So the International Conference on the Fantastic in the Arts was wonderful, exactly the week of joyful conversation, food, thinky bits, and community that I needed, and then some. So of course that couldn’t last. The day we returned from Orlando I saw the first indication that the Puppies had made common cause with GamerGate.
The Sad Puppies are a group of writers and other fans dissatisfied with what they saw as a trend in the Hugo process toward overrepresentation of “liberal” works at the expense of traditional, meat-and-potatoes science fiction and fantasy. So in 2014 they gamed the Hugo nomination system to place nominees in several Hugo Award categories. What the Puppies did was very simple: They encouraged people to buy Worldcon supporting memberships and vote for the Puppy slate of nominees, and they got one or two nominees into several categories. These “Sad Puppy 2” nominees failed to land any trophies; in fact, with the exception of Toni Weisskopf in the Best Editor, Long Form, the SP2 finalists came in last in every category. And, like any well-intentioned, thoughtful group of principled actors, the Sad Puppies responded by encouraging the attention of a group of woman-hating terrorists.
Some of the terminology here gets tricky. The “Sad Puppy” movement was formed by Larry Correia, and in 2015 was mostly run by Brad Torgersen. There is a parallel movement this year called the “Rabid Puppies” which is run by the woman-hating white supremacist Theodore Beale. (Beale, aka “Vox Day,” is the only person to ever be expelled from SFWA; he has praised Anders Brevik, the Norwegian mass-murderer who killed 77 people, mostly teenagers, to draw attention to the threats of feminism and multiculturalism. Theodore is the son of millionaire Robert Beale, a Pat Robertson crony who is currently in prison for evading taxes and threatening the life of the judge in the tax evasion trial.) The Sad Puppies and Rabid Puppies proposed separate but overlapping ballots, with the Rabid Puppies actually having more success in placing nominees in the fiction categories.
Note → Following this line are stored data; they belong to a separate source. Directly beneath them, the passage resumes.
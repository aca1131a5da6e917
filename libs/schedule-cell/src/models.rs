use chrono::NaiveDate;
use serde::{Deserialize, Serialize};

/// One calendar date with its remaining bookable time labels, in the order
/// the admin entered them. An entry with no labels is never persisted; the
/// date disappearing from the schedule is what "fully booked" looks like.
#[derive(Debug, Clone, PartialEq, Eq, Serialize, Deserialize)]
pub struct DaySlots {
    pub date: NaiveDate,
    pub slots: Vec<String>,
}

/// A provider's full slot set as stored in the schedules document.
#[derive(Debug, Clone, Serialize, Deserialize)]
pub struct ProviderSchedule {
    pub provider_id: String,
    pub name: String,
    #[serde(default)]
    pub schedule: Vec<DaySlots>,
}

// ==============================================================================
// REQUEST/RESPONSE MODELS
// ==============================================================================

/// Admin bulk-replace payload. `schedule_text` is one line per date:
/// `YYYY-MM-DD:HH:MM,HH:MM,...`
#[derive(Debug, Clone, Serialize, Deserialize)]
pub struct ReplaceSlotsRequest {
    pub name: String,
    pub schedule_text: String,
}
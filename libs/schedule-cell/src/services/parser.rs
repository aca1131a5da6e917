use chrono::NaiveDate;

use crate::models::DaySlots;

/// Parse the admin schedule-text format: one line per date,
/// `YYYY-MM-DD:HH:MM,HH:MM,...`. Blank lines and lines whose date part does
/// not parse as a calendar date are ignored. Duplicate time labels are kept
/// as-is here; the store collapses them on replace.
pub fn parse_schedule_text(text: &str) -> Vec<DaySlots> {
    text.lines()
        .filter_map(|line| {
            let line = line.trim();
            if line.is_empty() {
                return None;
            }

            let (date_part, times) = match line.split_once(':') {
                Some((date, times)) => (date, times),
                None => (line, ""),
            };

            let date = NaiveDate::parse_from_str(date_part.trim(), "%Y-%m-%d").ok()?;
            let slots = times
                .split(',')
                .map(str::trim)
                .filter(|slot| !slot.is_empty())
                .map(String::from)
                .collect();

            Some(DaySlots { date, slots })
        })
        .collect()
}

/// Render a schedule back to the admin text format.
pub fn format_schedule_text(schedule: &[DaySlots]) -> String {
    schedule
        .iter()
        .map(|day| format!("{}:{}", day.date.format("%Y-%m-%d"), day.slots.join(",")))
        .collect::<Vec<_>>()
        .join("\n")
}

#[cfg(test)]
mod tests {
    use super::*;

    fn date(s: &str) -> NaiveDate {
        NaiveDate::parse_from_str(s, "%Y-%m-%d").unwrap()
    }

    #[test]
    fn parses_dates_and_times() {
        let parsed = parse_schedule_text("2025-05-23:10:00,13:00\n2025-05-24:09:30");
        assert_eq!(
            parsed,
            vec![
                DaySlots {
                    date: date("2025-05-23"),
                    slots: vec!["10:00".to_string(), "13:00".to_string()],
                },
                DaySlots {
                    date: date("2025-05-24"),
                    slots: vec!["09:30".to_string()],
                },
            ]
        );
    }

    #[test]
    fn ignores_blank_and_unparseable_lines() {
        let parsed = parse_schedule_text("\n  \nnot-a-date:10:00\n2025-05-23:10:00\n");
        assert_eq!(parsed.len(), 1);
        assert_eq!(parsed[0].date, date("2025-05-23"));
    }

    #[test]
    fn date_without_times_parses_as_empty() {
        let parsed = parse_schedule_text("2025-06-01");
        assert_eq!(
            parsed,
            vec![DaySlots {
                date: date("2025-06-01"),
                slots: vec![],
            }]
        );
    }

    #[test]
    fn trims_whitespace_and_drops_empty_labels() {
        let parsed = parse_schedule_text("2025-05-23: 10:00 , ,13:00");
        assert_eq!(parsed[0].slots, vec!["10:00".to_string(), "13:00".to_string()]);
    }

    #[test]
    fn round_trips_through_formatter() {
        let text = "2025-05-23:10:00,13:00\n2025-06-01:09:00";
        let parsed = parse_schedule_text(text);
        assert_eq!(format_schedule_text(&parsed), text);
    }
}
use std::sync::Arc;

use shared_storage::{DocumentStore, StorageError};

use crate::models::Product;

pub const PRODUCTS_DOC: &str = "products";

/// Read-only view of the product catalog, just enough to resolve a booking
/// request's schedule policy. Catalog editing is a separate surface.
#[derive(Clone)]
pub struct ProductCatalog {
    store: Arc<DocumentStore>,
}

impl ProductCatalog {
    pub fn new(store: Arc<DocumentStore>) -> Self {
        Self { store }
    }

    pub async fn list(&self) -> Result<Vec<Product>, StorageError> {
        self.store.read(PRODUCTS_DOC).await
    }

    pub async fn get(&self, product_id: &str) -> Result<Option<Product>, StorageError> {
        let products: Vec<Product> = self.store.read(PRODUCTS_DOC).await?;
        Ok(products.into_iter().find(|p| p.id == product_id))
    }
}
pub mod parser;
pub mod slots;

pub use slots::SlotStoreService;
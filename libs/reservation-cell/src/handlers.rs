use std::sync::Arc;

use axum::{
    extract::{rejection::JsonRejection, State},
    Json,
};
use serde_json::{json, Value};

use shared_models::error::AppError;
use shared_storage::AppState;

use crate::error::ReservationError;
use crate::models::BookingRequest;
use crate::services::{BookingService, ProductCatalog};

fn map_error(err: ReservationError) -> AppError {
    match err {
        ReservationError::Validation(fields) => AppError::Validation(fields),
        ReservationError::ProductNotFound(id) => {
            AppError::NotFound(format!("Product not found: {id}"))
        }
        ReservationError::SlotUnavailable { .. } => AppError::Conflict(
            "Requested slot is no longer available, please choose another".to_string(),
        ),
        ReservationError::Storage(source) => AppError::Storage(source.to_string()),
    }
}

#[axum::debug_handler]
pub async fn book_reservation(
    State(state): State<Arc<AppState>>,
    payload: Result<Json<BookingRequest>, JsonRejection>,
) -> Result<Json<Value>, AppError> {
    let Json(request) = payload.map_err(|err| AppError::BadRequest(err.body_text()))?;

    let service = BookingService::new(&state);
    let reservation = service.book(request).await.map_err(map_error)?;

    Ok(Json(json!({
        "success": true,
        "reservation": reservation,
    })))
}

/// Audit/export view of the ledger.
#[axum::debug_handler]
pub async fn list_reservations(
    State(state): State<Arc<AppState>>,
) -> Result<Json<Value>, AppError> {
    let service = BookingService::new(&state);
    let reservations = service.list_reservations().await.map_err(map_error)?;

    Ok(Json(json!({ "reservations": reservations })))
}

#[axum::debug_handler]
pub async fn list_products(State(state): State<Arc<AppState>>) -> Result<Json<Value>, AppError> {
    let catalog = ProductCatalog::new(Arc::clone(&state.store));
    let products = catalog
        .list()
        .await
        .map_err(|err| AppError::Storage(err.to_string()))?;

    Ok(Json(json!({ "products": products })))
}
pub mod document;
pub mod state;

pub use document::{DocumentStore, StorageError};
pub use state::AppState;
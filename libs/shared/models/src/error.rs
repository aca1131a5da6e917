use axum::{
    http::StatusCode,
    response::{IntoResponse, Response},
    Json,
};
use serde_json::json;
use thiserror::Error;

#[derive(Error, Debug)]
pub enum AppError {
    #[error("Not Found: {0}")]
    NotFound(String),

    #[error("Bad Request: {0}")]
    BadRequest(String),

    #[error("Validation error: missing or invalid fields: {}", .0.join(", "))]
    Validation(Vec<String>),

    #[error("Conflict: {0}")]
    Conflict(String),

    #[error("Storage error: {0}")]
    Storage(String),
}

impl IntoResponse for AppError {
    fn into_response(self) -> Response {
        let (status, message) = match &self {
            AppError::NotFound(msg) => (StatusCode::NOT_FOUND, msg.clone()),
            AppError::BadRequest(msg) => (StatusCode::BAD_REQUEST, msg.clone()),
            AppError::Validation(_) => (StatusCode::BAD_REQUEST, self.to_string()),
            AppError::Conflict(msg) => (StatusCode::CONFLICT, msg.clone()),
            AppError::Storage(msg) => (StatusCode::INTERNAL_SERVER_ERROR, msg.clone()),
        };

        tracing::error!("Error: {}: {}", status, message);

        let body = match &self {
            AppError::Validation(fields) => Json(json!({
                "error": message,
                "missing_fields": fields,
            })),
            _ => Json(json!({
                "error": message
            })),
        };

        (status, body).into_response()
    }
}
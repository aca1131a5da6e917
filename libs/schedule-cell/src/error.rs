use chrono::NaiveDate;
use thiserror::Error;

use shared_storage::StorageError;

#[derive(Error, Debug)]
pub enum ScheduleError {
    #[error("No bookable slot at {date} {time} for provider {provider_id}")]
    SlotNotFound {
        provider_id: String,
        date: NaiveDate,
        time: String,
    },

    #[error("Storage error: {0}")]
    Storage(#[from] StorageError),
}
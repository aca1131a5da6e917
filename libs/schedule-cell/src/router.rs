use std::sync::Arc;

use axum::{
    routing::get,
    Router,
};

use shared_storage::AppState;

use crate::handlers;

pub fn schedule_routes(state: Arc<AppState>) -> Router {
    Router::new()
        .route("/providers", get(handlers::list_providers))
        .route(
            "/providers/{provider_id}/slots",
            get(handlers::list_provider_slots).put(handlers::replace_provider_slots),
        )
        .with_state(state)
}
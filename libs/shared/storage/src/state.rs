use std::sync::Arc;

use shared_config::AppConfig;

use crate::document::DocumentStore;

/// Shared application state handed to every cell router. The single
/// [`DocumentStore`] instance is what makes the per-document mutexes
/// meaningful across concurrent requests.
pub struct AppState {
    pub config: AppConfig,
    pub store: Arc<DocumentStore>,
}

impl AppState {
    pub fn new(config: AppConfig) -> Self {
        let store = Arc::new(DocumentStore::new(config.storage_dir.clone()));
        Self { config, store }
    }
}
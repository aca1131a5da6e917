use std::net::SocketAddr;
use std::sync::Arc;
use dotenv::dotenv;
use tokio::net::TcpListener;
use tower_http::cors::{CorsLayer, Any};
use tower_http::trace::{self, TraceLayer};
use tracing::{Level, info};
use tracing_subscriber::{layer::SubscriberExt, util::SubscriberInitExt};

mod router;

use shared_config::AppConfig;
use shared_storage::AppState;

#[tokio::main]
async fn main() {
    // Loading Env Vars
    dotenv().ok();

    // Initialize tracing
    tracing_subscriber::registry()
        .with(tracing_subscriber::EnvFilter::new(
            std::env::var("RUST_LOG").unwrap_or_else(|_| "info,tower_http=debug".into()),
        ))
        .with(tracing_subscriber::fmt::layer())
        .init();

    info!("Starting booking API server");

    // Load configuration
    let config = AppConfig::from_env();

    // Set up CORS
    let cors = CorsLayer::new()
        .allow_origin(Any)
        .allow_methods(Any)
        .allow_headers(Any);

    // Shared state: one document store so the per-document locks actually
    // serialize concurrent bookings.
    let state = Arc::new(AppState::new(config));

    // Build the application router
    let app = router::create_router(state)
        .layer(
            TraceLayer::new_for_http()
                .make_span_with(trace::DefaultMakeSpan::new()
                    .level(Level::INFO))
                .on_response(trace::DefaultOnResponse::new()
                    .level(Level::INFO)),
        )
        .layer(cors);

    // Run the server
    let addr = SocketAddr::from(([0, 0, 0, 0], 3000));
    info!("Listening on {}", addr);

    let listener = TcpListener::bind(addr).await.unwrap();
    axum::serve(listener, app)
        .await
        .unwrap();
}
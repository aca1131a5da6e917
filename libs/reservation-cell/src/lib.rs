pub mod error;
pub mod handlers;
pub mod models;
pub mod router;
pub mod services;

pub use error::*;
pub use models::*;
pub use router::{product_routes, reservation_routes};
pub use services::*;
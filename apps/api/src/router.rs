use std::sync::Arc;

use axum::{
    Router,
    routing::get,
};

use reservation_cell::router::{product_routes, reservation_routes};
use schedule_cell::router::schedule_routes;
use shared_storage::AppState;

pub fn create_router(state: Arc<AppState>) -> Router {
    Router::new()
        .route("/", get(|| async { "Booking API is running!" }))
        .nest("/reservations", reservation_routes(state.clone()))
        .nest("/products", product_routes(state.clone()))
        .nest("/schedules", schedule_routes(state))
}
It would be misleading, though, to treat them as separate forces, because the principals in each have set of puppies have long trails of praising each others’ work, and the SP2 ballot proposed by Correia and Torgersen included Beale.
In 2015, they repeated the tactics they used in 2014. Rather than settling for one or two nominees in several key categories, the Puppy slates between them filled all the slots in many categories. (Oddly, “Best Fan Artist” was untouched and “Best Graphic Story” has only one Puppy finalist out of five.) Another key difference is that Puppies went outside of sf to find people spoiling for a fight.
Correia is an avid supporter of GamerGate, the formless, leaderless group that has no official agenda and totally, completely, emphatically does not support targeting people for online harassment, death threats, publication of private information, or calling in false crime reports to get people’s homes attacked by police SWAT teams. Yet somehow whenever a person (okay, let’s be honest, a woman) draws the attention of GamerGaters, somehow the harassment, threats, doxxing, and SWATing follows in its wake like maggots in an incision. Correia also reached out to the reactionary Breitbart news organization, who seized on the opportunity to frame the sf community’s ongoing discussion and reassessments of race, gender, and representation as a “social justice” war on true free-thinkers.
(Because I’m covering a lot of material, I’m not going into as much detail as I could, but one example may indicate the fundamental dishonesty involved. The Breitbart article <www.breitbart.com/london/2015/02/05/the-hugo-wars-how-sci-fis-most-prestigious-awards-became-a-political-battleground/> alludes to Beale’s expulsion from SFWA with the sentence “Right-wingers like Theodore Beale face ostracization over accusations of racism.” Beale said to N. K. Jemison that “genetic science presently suggests that we are not equally homo sapiens sapiens” and that “whites [must] defend themselves by shooting people, like her, who are savages engaged in attacking white people.” Yes. Accusations. Beale is ashamed enough of his statements to thrust them down the memory hole, but not to acknowledge, disavow, or apologize for them. This is the person running the Rabid Puppy ballot, and these are the types of people who carry his water.)
The Hugo Award system is very easily gamed; at least two incidents prior to Sad Puppies 2 showed how easy it was to get a work onto the ballot. The award has survived for 60 years on a shared agreement that people wouldn’t attack it. That agreement is now gone and it is not coming back. Everything related to the Awards is very much in flux right now—just today two nominees took themselves off the ballot, a full fortnight after it was published. (That’s unprecedented.) I’m fairly certain that I will return to this topic next time.
Anyway, this is all a long-winded way of saying: I had a great time at the ICFA and have spent the weeks since then watching monsters tearing away at something I care about a great deal. How’s your spring going?